Assignment:
Copy each line of the data beneath in which the word "unreadable" appears.

********************

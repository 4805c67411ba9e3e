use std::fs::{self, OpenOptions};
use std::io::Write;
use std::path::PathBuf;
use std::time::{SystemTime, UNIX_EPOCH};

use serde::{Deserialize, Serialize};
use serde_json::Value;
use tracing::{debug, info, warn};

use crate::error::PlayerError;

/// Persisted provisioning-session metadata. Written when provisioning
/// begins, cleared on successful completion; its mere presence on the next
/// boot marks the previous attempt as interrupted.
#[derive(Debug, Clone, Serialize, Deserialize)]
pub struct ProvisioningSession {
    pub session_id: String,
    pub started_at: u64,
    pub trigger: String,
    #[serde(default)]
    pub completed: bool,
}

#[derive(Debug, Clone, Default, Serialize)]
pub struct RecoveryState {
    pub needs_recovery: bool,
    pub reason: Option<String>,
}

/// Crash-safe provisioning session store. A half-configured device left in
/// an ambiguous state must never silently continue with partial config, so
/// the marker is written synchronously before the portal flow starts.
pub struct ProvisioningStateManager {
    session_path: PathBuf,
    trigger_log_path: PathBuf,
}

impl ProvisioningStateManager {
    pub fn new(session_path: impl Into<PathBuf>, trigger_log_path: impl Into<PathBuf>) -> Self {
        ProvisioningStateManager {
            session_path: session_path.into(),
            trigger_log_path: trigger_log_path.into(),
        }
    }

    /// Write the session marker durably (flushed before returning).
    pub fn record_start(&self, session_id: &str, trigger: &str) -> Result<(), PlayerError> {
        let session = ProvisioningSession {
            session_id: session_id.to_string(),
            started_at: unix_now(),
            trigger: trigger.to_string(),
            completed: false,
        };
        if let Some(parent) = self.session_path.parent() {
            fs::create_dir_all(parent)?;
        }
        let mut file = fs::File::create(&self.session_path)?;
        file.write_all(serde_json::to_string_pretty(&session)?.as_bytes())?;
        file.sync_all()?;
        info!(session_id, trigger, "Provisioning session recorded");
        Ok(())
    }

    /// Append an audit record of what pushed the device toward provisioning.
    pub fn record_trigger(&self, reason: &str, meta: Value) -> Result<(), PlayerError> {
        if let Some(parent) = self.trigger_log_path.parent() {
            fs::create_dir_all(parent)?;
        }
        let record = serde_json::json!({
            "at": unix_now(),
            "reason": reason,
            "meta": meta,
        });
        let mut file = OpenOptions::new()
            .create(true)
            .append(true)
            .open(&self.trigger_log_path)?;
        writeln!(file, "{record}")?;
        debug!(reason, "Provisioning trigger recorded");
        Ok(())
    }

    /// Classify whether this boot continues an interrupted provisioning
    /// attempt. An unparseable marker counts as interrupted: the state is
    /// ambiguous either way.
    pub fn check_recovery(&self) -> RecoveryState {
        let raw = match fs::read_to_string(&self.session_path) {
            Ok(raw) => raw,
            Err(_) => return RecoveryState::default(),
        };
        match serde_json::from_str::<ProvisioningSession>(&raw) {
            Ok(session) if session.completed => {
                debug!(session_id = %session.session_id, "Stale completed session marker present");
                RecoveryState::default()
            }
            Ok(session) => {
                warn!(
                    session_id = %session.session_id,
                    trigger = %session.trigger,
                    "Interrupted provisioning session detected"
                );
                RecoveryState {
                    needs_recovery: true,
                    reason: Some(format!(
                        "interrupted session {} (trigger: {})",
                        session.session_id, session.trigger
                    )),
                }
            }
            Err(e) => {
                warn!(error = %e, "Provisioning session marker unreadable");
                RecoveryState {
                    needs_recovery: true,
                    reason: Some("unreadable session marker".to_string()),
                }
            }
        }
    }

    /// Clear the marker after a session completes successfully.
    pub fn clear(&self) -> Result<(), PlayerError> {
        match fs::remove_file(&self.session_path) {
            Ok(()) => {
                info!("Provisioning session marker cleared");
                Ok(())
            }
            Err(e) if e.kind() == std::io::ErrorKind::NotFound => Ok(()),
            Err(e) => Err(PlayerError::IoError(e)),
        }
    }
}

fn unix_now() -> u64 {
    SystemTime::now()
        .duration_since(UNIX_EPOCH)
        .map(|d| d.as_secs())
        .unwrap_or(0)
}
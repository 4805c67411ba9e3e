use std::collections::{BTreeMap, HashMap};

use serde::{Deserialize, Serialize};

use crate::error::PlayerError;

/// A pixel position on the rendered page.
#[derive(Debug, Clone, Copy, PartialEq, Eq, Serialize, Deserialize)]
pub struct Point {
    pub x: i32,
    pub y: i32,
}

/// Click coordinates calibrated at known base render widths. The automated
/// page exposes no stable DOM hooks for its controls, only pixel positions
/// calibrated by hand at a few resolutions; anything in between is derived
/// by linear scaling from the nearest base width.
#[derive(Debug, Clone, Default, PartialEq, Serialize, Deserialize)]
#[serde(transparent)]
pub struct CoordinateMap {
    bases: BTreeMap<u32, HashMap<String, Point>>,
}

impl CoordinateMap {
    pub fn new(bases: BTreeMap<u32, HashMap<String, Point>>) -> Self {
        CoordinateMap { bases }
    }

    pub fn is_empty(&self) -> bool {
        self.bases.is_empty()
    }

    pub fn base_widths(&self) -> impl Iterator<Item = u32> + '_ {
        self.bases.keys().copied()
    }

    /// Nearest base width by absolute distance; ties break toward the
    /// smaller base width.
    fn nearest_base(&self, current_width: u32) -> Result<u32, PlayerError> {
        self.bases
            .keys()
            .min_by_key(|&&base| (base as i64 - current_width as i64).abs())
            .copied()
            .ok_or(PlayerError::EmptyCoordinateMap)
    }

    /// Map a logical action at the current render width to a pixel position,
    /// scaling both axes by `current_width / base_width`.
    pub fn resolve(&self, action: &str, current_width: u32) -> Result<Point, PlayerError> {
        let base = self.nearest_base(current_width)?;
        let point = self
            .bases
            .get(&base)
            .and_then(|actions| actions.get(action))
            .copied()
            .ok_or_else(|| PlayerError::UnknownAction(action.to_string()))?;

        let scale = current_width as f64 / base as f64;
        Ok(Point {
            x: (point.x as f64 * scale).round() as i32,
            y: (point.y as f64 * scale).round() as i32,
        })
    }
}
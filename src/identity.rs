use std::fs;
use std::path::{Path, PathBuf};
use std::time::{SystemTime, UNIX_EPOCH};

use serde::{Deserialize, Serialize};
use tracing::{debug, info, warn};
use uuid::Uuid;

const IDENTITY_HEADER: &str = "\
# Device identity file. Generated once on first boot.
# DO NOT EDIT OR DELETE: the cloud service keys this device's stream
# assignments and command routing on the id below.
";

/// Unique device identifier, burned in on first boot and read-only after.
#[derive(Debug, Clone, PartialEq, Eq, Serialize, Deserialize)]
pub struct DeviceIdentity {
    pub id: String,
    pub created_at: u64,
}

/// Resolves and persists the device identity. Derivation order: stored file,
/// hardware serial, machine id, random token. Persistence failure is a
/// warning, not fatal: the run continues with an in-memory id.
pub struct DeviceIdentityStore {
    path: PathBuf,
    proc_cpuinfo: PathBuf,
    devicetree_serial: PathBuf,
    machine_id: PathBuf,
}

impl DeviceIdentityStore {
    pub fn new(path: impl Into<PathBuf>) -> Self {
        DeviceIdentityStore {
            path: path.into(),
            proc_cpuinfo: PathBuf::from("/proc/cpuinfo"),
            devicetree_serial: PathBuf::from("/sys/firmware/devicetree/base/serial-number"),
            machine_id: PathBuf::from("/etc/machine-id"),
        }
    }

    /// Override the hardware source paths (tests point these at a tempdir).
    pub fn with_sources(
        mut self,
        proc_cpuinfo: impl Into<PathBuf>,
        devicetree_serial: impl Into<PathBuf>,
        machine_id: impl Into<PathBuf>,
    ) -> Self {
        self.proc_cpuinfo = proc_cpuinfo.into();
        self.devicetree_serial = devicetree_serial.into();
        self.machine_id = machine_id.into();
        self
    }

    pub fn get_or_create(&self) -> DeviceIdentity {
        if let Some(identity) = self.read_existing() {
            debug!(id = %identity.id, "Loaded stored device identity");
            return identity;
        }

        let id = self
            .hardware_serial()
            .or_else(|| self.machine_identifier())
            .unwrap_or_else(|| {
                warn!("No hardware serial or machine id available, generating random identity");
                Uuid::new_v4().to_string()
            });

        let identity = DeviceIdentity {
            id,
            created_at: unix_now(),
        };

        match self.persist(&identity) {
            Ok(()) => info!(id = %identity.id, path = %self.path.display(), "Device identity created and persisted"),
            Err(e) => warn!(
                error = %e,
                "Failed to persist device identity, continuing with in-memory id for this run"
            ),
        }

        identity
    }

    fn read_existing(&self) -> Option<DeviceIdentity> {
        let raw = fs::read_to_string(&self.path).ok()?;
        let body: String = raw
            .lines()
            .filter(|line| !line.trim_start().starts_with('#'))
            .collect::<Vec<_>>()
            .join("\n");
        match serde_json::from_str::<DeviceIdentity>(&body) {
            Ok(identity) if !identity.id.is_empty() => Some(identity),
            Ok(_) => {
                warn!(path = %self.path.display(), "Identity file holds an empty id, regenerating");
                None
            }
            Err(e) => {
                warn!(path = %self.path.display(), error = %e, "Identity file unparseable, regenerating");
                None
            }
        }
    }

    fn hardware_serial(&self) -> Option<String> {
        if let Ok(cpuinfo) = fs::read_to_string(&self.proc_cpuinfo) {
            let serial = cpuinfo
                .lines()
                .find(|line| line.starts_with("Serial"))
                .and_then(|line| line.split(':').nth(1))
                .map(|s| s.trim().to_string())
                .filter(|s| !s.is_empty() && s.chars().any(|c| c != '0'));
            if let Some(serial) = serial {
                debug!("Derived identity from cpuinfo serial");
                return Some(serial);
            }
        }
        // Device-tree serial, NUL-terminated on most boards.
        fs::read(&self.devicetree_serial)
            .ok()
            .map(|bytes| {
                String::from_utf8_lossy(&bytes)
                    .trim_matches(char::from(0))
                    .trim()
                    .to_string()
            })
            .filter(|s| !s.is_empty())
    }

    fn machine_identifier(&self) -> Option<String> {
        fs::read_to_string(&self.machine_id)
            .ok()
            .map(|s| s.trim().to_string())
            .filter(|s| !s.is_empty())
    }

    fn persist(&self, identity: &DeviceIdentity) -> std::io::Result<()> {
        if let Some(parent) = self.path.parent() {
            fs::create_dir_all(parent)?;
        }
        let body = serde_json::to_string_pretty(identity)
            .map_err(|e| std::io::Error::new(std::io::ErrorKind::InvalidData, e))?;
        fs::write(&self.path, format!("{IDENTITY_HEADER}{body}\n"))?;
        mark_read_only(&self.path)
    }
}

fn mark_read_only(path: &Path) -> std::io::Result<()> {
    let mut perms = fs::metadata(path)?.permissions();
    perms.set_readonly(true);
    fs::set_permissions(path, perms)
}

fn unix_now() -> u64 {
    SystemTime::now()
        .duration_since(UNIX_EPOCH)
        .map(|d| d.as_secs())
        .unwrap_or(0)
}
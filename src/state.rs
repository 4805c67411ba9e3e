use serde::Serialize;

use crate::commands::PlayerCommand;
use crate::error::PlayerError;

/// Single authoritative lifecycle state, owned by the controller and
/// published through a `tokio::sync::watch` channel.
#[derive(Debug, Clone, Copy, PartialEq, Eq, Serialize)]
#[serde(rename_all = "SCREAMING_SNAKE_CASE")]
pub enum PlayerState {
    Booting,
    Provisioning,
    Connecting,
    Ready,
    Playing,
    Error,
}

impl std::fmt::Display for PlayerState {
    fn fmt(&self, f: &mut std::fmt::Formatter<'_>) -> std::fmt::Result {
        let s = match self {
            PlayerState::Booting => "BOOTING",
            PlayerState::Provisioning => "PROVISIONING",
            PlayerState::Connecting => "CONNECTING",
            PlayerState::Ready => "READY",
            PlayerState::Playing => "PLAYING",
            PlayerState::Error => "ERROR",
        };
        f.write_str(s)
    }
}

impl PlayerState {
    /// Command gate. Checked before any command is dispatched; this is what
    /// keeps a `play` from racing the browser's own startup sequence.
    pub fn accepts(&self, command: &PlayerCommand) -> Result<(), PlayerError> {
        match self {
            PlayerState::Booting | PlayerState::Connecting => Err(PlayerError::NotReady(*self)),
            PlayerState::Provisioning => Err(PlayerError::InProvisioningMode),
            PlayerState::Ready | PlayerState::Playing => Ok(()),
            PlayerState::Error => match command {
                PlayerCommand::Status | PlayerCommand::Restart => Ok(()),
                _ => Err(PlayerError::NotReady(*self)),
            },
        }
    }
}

********************

Answer box:
                warn!(error = %e, "Provisioning session marker unreadable");
                    reason: Some("unreadable session marker".to_string()),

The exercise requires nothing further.